Mr. Vendetti, who is accused of firing the shotgun outside the mosque, began talking to Mr. Scott and seemed to warm up to him, surprised that Mr. Scott was a former Marine.

“ ‘I’m a good Christian kid; I go to church every Sunday,’ ” Mr. Scott said Mr. Vendetti told him, adding that two of his brothers were also in the military.

But in the car that allegedly hit Mr. Bell, there was panic. Dylan Phillips, 18, drove around wildly, Mr. Huzair said, at one point nearly striking Mr. Bell, who was there with a tree branch he had brought from the mosque.

One of the teenagers also called the police. Mr. Bell, who said he was defending himself, shattered the back window of the car as it sped past. The teenagers interpreted that as aggression.

When the police arrived, they first interviewed the teenagers, who said they believed the congregants had billy clubs and swords. Instead of flashlights coming down the hill from the mosque, Mr. Ogden said, they saw “some kind of strobe.”

Mr. Vendetti faces the most serious charge: weapons possession, a felony. All the teenagers — Mr. Vendetti, Mr. Ogden, Mr. Phillips, Tim Weader and Jeff Donahue — are charged with disrupting a religious service, a misdemeanor punishable by up to a year in jail. Mr. Cardone is considering additional charges, like hit-and-run and possibly a hate crime. He said he thought that at least some of the teenagers knew that Muslims worshiped there and that they had referred to Islam in their epithets.

Mr. Huzair said he was not sure of the mosque’s next step. Press conferences and events intended to educate residents seemed a stretch for an institution so simple that it has never installed heat or a restroom. “We want to end Ramadan in peace,” he said. (It ends next weekend.)

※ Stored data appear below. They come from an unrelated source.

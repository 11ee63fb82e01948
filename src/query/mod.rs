//! Query pipeline
//!
//! Raw request parameters flow through four stages:
//!
//! ```text
//! ┌──────────────────────────────────────────────────────┐
//! │                    QueryParams                       │
//! │   field=sum(session)&groupBy=environment&query=...   │
//! └──────────────────────────────────────────────────────┘
//!                          │ parse + validate
//!                          ▼
//! ┌──────────────────────────────────────────────────────┐
//! │                  QueryDefinition                     │
//! │  fields, group-by, filter tree, order-by, window     │
//! └──────────────────────────────────────────────────────┘
//!                          │ compile (per entity)
//!                          ▼
//! ┌──────────────────────────────────────────────────────┐
//! │             QueryBuilder → EntityQueries             │
//! │        totals query + optional series query          │
//! └──────────────────────────────────────────────────────┘
//!                          │ execute + convert
//!                          ▼
//! ┌──────────────────────────────────────────────────────┐
//! │            ResultConverter → GroupResult             │
//! │   dense, gap-filled series keyed by tag combination  │
//! └──────────────────────────────────────────────────────┘
//! ```

pub mod compiler;
pub mod converter;
pub mod definition;
pub mod filter;

pub use compiler::{EntityQueries, QueryBuilder};
pub use converter::{EntityResults, ResultConverter};
pub use definition::{MetricField, OrderSpec, QueryDefinition, QueryParams};
pub use filter::{FilterExpr, TagCondition};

From Mr. Cardone’s perspective, it is not the job of the mosque to educate the public, adding that its members have been cooperative, law-abiding citizens through the 20 years he had been district attorney.

“They have no understanding of the gravity and sensitivity of this thing,” he said of the teenagers, adding that even so, they would be responsible for the seriousness of their actions.

Along with better education from schools and parents, he said, “part of this is law-enforcement letting people know this is not going to be tolerated.”